Popular theory claims that life came from a chemical-rich soup in which RNA first began to reproduce itself. But a combination of peptides and RNA may be more effective.

Four billion years ago, circling in the prehistoric chemical soup of Earth, the first molecular precursors of life appeared. And although the exact definition of these molecules remains the topic of irritated disputes, scientists agree that these molecules needed to carry out two basic actions: to preserve information and catalyze chemical reactions. Modern cells transfer these powers, respectively, to DNA and its proteins - but according to the popular explanation prevailing in modern studies of the origin of life and biology textbooks, RNA first played this role, paving the way for DNA and proteins that intercepted these responsibilities later.

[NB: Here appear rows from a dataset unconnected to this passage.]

#[cfg(test)]
mod tests {
    use super::*;
    use serde_json::json;

    fn to_json(response: &JsonRpcResponse) -> Value {
        serde_json::from_slice(&encode_response(response)).unwrap()
    }

    #[test]
    fn test_decode_request() {
        let msg = decode(br#"{"jsonrpc":"2.0","id":1,"method":"ping","extra":true}"#).unwrap();
        match msg {
            Incoming::Request(req) => {
                assert_eq!(req.method, "ping");
                assert_eq!(req.id, Some(RequestId::from(1)));
                assert!(req.params.is_none());
            }
            Incoming::Notification(_) => panic!("Expected request"),
        }
    }

    #[test]
    fn test_decode_notification_requires_prefix_and_no_id() {
        let notif = decode(br#"{"jsonrpc":"2.0","method":"notifications/initialized"}"#).unwrap();
        assert!(matches!(notif, Incoming::Notification(_)));

        // An id turns it back into a request.
        let with_id =
            decode(br#"{"jsonrpc":"2.0","id":3,"method":"notifications/initialized"}"#).unwrap();
        assert!(matches!(with_id, Incoming::Request(_)));

        // No id but no prefix: still a request that gets answered.
        let bare = decode(br#"{"jsonrpc":"2.0","method":"ping"}"#).unwrap();
        match bare {
            Incoming::Request(req) => assert!(req.id.is_none()),
            Incoming::Notification(_) => panic!("Expected request"),
        }
    }

    #[test]
    fn test_decode_parse_error_has_null_id() {
        let err = decode(br#"{"jsonrpc":"#).unwrap_err();
        let json = to_json(&err.into_response());
        assert_eq!(json["error"]["code"], -32700);
        assert_eq!(json["id"], Value::Null);
        assert!(json.as_object().unwrap().contains_key("id"));
    }

    #[test]
    fn test_decode_wrong_version_echoes_id() {
        let err = decode(br#"{"jsonrpc":"1.0","id":"abc","method":"ping"}"#).unwrap_err();
        let json = to_json(&err.into_response());
        assert_eq!(json["error"]["code"], -32600);
        assert_eq!(json["id"], "abc");

        let missing = decode(br#"{"id":7,"method":"ping"}"#).unwrap_err();
        let json = to_json(&missing.into_response());
        assert_eq!(json["error"]["code"], -32600);
        assert_eq!(json["id"], 7);
    }

    #[test]
    fn test_explicit_null_id_is_kept() {
        let msg = decode(br#"{"jsonrpc":"2.0","id":null,"method":"ping"}"#).unwrap();
        let Incoming::Request(req) = msg else {
            panic!("Expected request");
        };
        assert_eq!(req.id, Some(RequestId::Null));

        let json = to_json(&JsonRpcResponse::success(req.id, json!({})));
        assert!(json.as_object().unwrap().contains_key("id"));
        assert_eq!(json["id"], Value::Null);
    }

    #[test]
    fn test_absent_id_is_not_invented() {
        let json = to_json(&JsonRpcResponse::success(None, json!({})));
        assert!(!json.as_object().unwrap().contains_key("id"));
    }

    #[test]
    fn test_fractional_id_round_trips_verbatim() {
        let msg = decode(br#"{"jsonrpc":"2.0","id":1.5,"method":"ping"}"#).unwrap();
        let Incoming::Request(req) = msg else {
            panic!("Expected request");
        };
        let json = to_json(&JsonRpcResponse::success(req.id, json!({})));
        assert_eq!(json["id"], json!(1.5));
    }

    #[test]
    fn test_object_id_is_invalid() {
        let err = decode(br#"{"jsonrpc":"2.0","id":{"a":1},"method":"ping"}"#).unwrap_err();
        assert!(matches!(err, DecodeError::InvalidRequest { .. }));
    }

    #[test]
    fn test_response_has_exactly_one_of_result_or_error() {
        let ok = to_json(&JsonRpcResponse::success(Some(1.into()), json!({"a": 1})));
        assert!(ok.get("result").is_some());
        assert!(ok.get("error").is_none());

        let err = to_json(&JsonRpcResponse::from_error(
            Some(1.into()),
            &Error::MethodNotFound("x".into()),
        ));
        assert!(err.get("result").is_none());
        assert_eq!(err["error"]["code"], -32601);
    }

    struct Unencodable;

    impl Serialize for Unencodable {
        fn serialize<S: serde::Serializer>(&self, _: S) -> std::result::Result<S::Ok, S::Error> {
            Err(serde::ser::Error::custom("refused"))
        }
    }

    #[test]
    fn test_encode_failure_becomes_internal_error() {
        let id = RequestId::from(9);
        let bytes = encode_or_internal_error(&Unencodable, Some(&id));
        assert!(!bytes.is_empty());

        let json: Value = serde_json::from_slice(&bytes).unwrap();
        assert_eq!(json["jsonrpc"], "2.0");
        assert_eq!(json["id"], 9);
        assert_eq!(json["error"]["code"], -32603);
        assert!(json["error"]["message"].as_str().unwrap().contains("refused"));
    }

    #[test]
    fn test_encode_failure_fallback_is_valid_json() {
        let json: Value = serde_json::from_slice(ENCODE_FAILURE).unwrap();
        assert_eq!(json["error"]["code"], -32603);
    }

    #[test]
    fn test_encode_notification() {
        let n = Notification::list_changed(ListKind::Tools);
        let json: Value = serde_json::from_slice(&encode_notification(&n).unwrap()).unwrap();
        assert_eq!(
            json,
            json!({"jsonrpc": "2.0", "method": "tools/list/changed", "params": {}})
        );
    }

    #[test]
    fn test_initialize_result_shape() {
        let result = InitializeResult {
            protocol_version: MCP_VERSION.to_string(),
            capabilities: ServerCapabilities::list_changed_everywhere(),
            server_info: ServerInfo {
                name: "mcp-engine".to_string(),
                version: "0.3.0".to_string(),
            },
            instructions: None,
        };

        let json = serde_json::to_value(result).unwrap();
        assert_eq!(json["protocolVersion"], "2024-11-05");
        assert_eq!(json["capabilities"]["tools"]["listChanged"], true);
        assert_eq!(json["capabilities"]["resources"]["listChanged"], true);
        assert_eq!(json["capabilities"]["prompts"]["listChanged"], true);
        assert!(json.get("instructions").is_none());
    }

    #[test]
    fn test_tool_required_params() {
        let tool = Tool {
            name: "echo".to_string(),
            description: "Echo".to_string(),
            input_schema: json!({
                "type": "object",
                "properties": { "message": {} },
                "required": ["message"]
            }),
        };
        assert_eq!(tool.required_params(), vec!["message"]);

        let json = serde_json::to_string(&tool).unwrap();
        assert!(json.contains("\"inputSchema\""));
    }

    #[test]
    fn test_tool_result_wire_shape() {
        let result = ToolResult {
            content: vec![ContentBlock::Text {
                text: "hi".to_string(),
            }],
            is_error: false,
        };
        let json = serde_json::to_value(result).unwrap();
        assert_eq!(json["content"], json!([{"type": "text", "text": "hi"}]));
        assert_eq!(json["isError"], false);
    }
}
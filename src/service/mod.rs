//! Service layer.
//!
//! The application service owns the resource, tool, prompt and session
//! repositories and announces list changes through the notification hub.

pub mod app;
pub mod repository;

pub use app::{AppService, Repositories, ServerIdentity};
pub use repository::{
    InMemoryPromptRepository, InMemoryResourceRepository, InMemorySessionRepository,
    InMemoryToolRepository, Prompt, PromptArgument, PromptRepository, Resource, ResourceContents,
    ResourceRepository, SessionRecord, SessionRepository, ToolRepository,
};
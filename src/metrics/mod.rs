//! Prometheus metrics for monitoring.

use std::sync::atomic::{AtomicU64, Ordering};
use std::sync::Arc;
use std::time::Instant;

/// Metrics collector.
#[derive(Debug, Default)]
pub struct Metrics {
    /// Total requests dispatched
    pub requests_total: AtomicU64,
    /// Requests answered with a result
    pub requests_success: AtomicU64,
    /// Requests answered with an error
    pub requests_failed: AtomicU64,
    /// Tool calls
    pub tool_calls: AtomicU64,
    /// Notifications queued into a session inbox
    pub notifications_sent: AtomicU64,
    /// Notifications dropped because an inbox was full or closed
    pub notifications_dropped: AtomicU64,
    /// Open SSE sessions
    pub active_sessions: AtomicU64,
}

impl Metrics {
    /// Create a new metrics collector.
    pub fn new() -> Arc<Self> {
        Arc::new(Self::default())
    }

    /// Increment requests total.
    pub fn inc_requests(&self) {
        self.requests_total.fetch_add(1, Ordering::Relaxed);
    }

    /// Increment successful requests.
    pub fn inc_success(&self) {
        self.requests_success.fetch_add(1, Ordering::Relaxed);
    }

    /// Increment failed requests.
    pub fn inc_failed(&self) {
        self.requests_failed.fetch_add(1, Ordering::Relaxed);
    }

    /// Increment tool calls.
    pub fn inc_tool_calls(&self) {
        self.tool_calls.fetch_add(1, Ordering::Relaxed);
    }

    pub fn inc_notifications_sent(&self) {
        self.notifications_sent.fetch_add(1, Ordering::Relaxed);
    }

    pub fn inc_notifications_dropped(&self) {
        self.notifications_dropped.fetch_add(1, Ordering::Relaxed);
    }

    /// Set active sessions.
    pub fn set_active_sessions(&self, count: u64) {
        self.active_sessions.store(count, Ordering::Relaxed);
    }

    /// Get all metrics as a snapshot.
    pub fn snapshot(&self) -> MetricsSnapshot {
        MetricsSnapshot {
            requests_total: self.requests_total.load(Ordering::Relaxed),
            requests_success: self.requests_success.load(Ordering::Relaxed),
            requests_failed: self.requests_failed.load(Ordering::Relaxed),
            tool_calls: self.tool_calls.load(Ordering::Relaxed),
            notifications_sent: self.notifications_sent.load(Ordering::Relaxed),
            notifications_dropped: self.notifications_dropped.load(Ordering::Relaxed),
            active_sessions: self.active_sessions.load(Ordering::Relaxed),
        }
    }

    /// Export metrics in Prometheus format.
    pub fn to_prometheus(&self) -> String {
        let s = self.snapshot();
        format!(
            r#"# HELP mcp_engine_requests_total Total number of JSON-RPC requests
# TYPE mcp_engine_requests_total counter
mcp_engine_requests_total {}

# HELP mcp_engine_requests_success Requests answered with a result
# TYPE mcp_engine_requests_success counter
mcp_engine_requests_success {}

# HELP mcp_engine_requests_failed Requests answered with an error
# TYPE mcp_engine_requests_failed counter
mcp_engine_requests_failed {}

# HELP mcp_engine_tool_calls Tool calls count
# TYPE mcp_engine_tool_calls counter
mcp_engine_tool_calls {}

# HELP mcp_engine_notifications_sent Notifications queued for delivery
# TYPE mcp_engine_notifications_sent counter
mcp_engine_notifications_sent {}

# HELP mcp_engine_notifications_dropped Notifications dropped on full or closed inboxes
# TYPE mcp_engine_notifications_dropped counter
mcp_engine_notifications_dropped {}

# HELP mcp_engine_active_sessions Open SSE sessions
# TYPE mcp_engine_active_sessions gauge
mcp_engine_active_sessions {}
"#,
            s.requests_total,
            s.requests_success,
            s.requests_failed,
            s.tool_calls,
            s.notifications_sent,
            s.notifications_dropped,
            s.active_sessions
        )
    }
}

/// Metrics snapshot.
#[derive(Debug, Clone, serde::Serialize)]
pub struct MetricsSnapshot {
    pub requests_total: u64,
    pub requests_success: u64,
    pub requests_failed: u64,
    pub tool_calls: u64,
    pub notifications_sent: u64,
    pub notifications_dropped: u64,
    pub active_sessions: u64,
}

/// Timer for measuring durations.
pub struct Timer {
    start: Instant,
}

impl Timer {
    /// Start a new timer.
    pub fn start() -> Self {
        Self {
            start: Instant::now(),
        }
    }

    /// Get elapsed time in milliseconds.
    pub fn elapsed_ms(&self) -> u64 {
        self.start.elapsed().as_millis() as u64
    }
}

#[cfg(test)]
mod tests {
    use super::*;

    #[test]
    fn test_counters_and_snapshot() {
        let metrics = Metrics::new();
        metrics.inc_requests();
        metrics.inc_requests();
        metrics.inc_success();
        metrics.inc_failed();
        metrics.inc_notifications_sent();
        metrics.set_active_sessions(3);

        let snap = metrics.snapshot();
        assert_eq!(snap.requests_total, 2);
        assert_eq!(snap.requests_success, 1);
        assert_eq!(snap.requests_failed, 1);
        assert_eq!(snap.notifications_sent, 1);
        assert_eq!(snap.notifications_dropped, 0);
        assert_eq!(snap.active_sessions, 3);
    }

    #[test]
    fn test_prometheus_export() {
        let metrics = Metrics::new();
        metrics.inc_tool_calls();
        let text = metrics.to_prometheus();
        assert!(text.contains("# TYPE mcp_engine_tool_calls counter"));
        assert!(text.contains("mcp_engine_tool_calls 1"));
        assert!(text.contains("mcp_engine_active_sessions 0"));
    }
}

This hypothesis, proposed in the 1960s and dubbed the " RNA world " two decades later, is now considered as the most likely explanation for the beginning of life. There are enough alternative “worlds”, but they are usually considered to be reserve theories, illusory flights of imagination and bizarre thought experiments.

Mainly because the hypothesis of the world of RNA is supported by a large number of experimental evidence than its competitors have gained. Last month, we already reported on an alternative theory , according to which protein-like molecules could be the first self-replicating molecules instead of RNA. But these findings were purely computational — then the researchers were just beginning experiments in search of evidence in favor of their statements.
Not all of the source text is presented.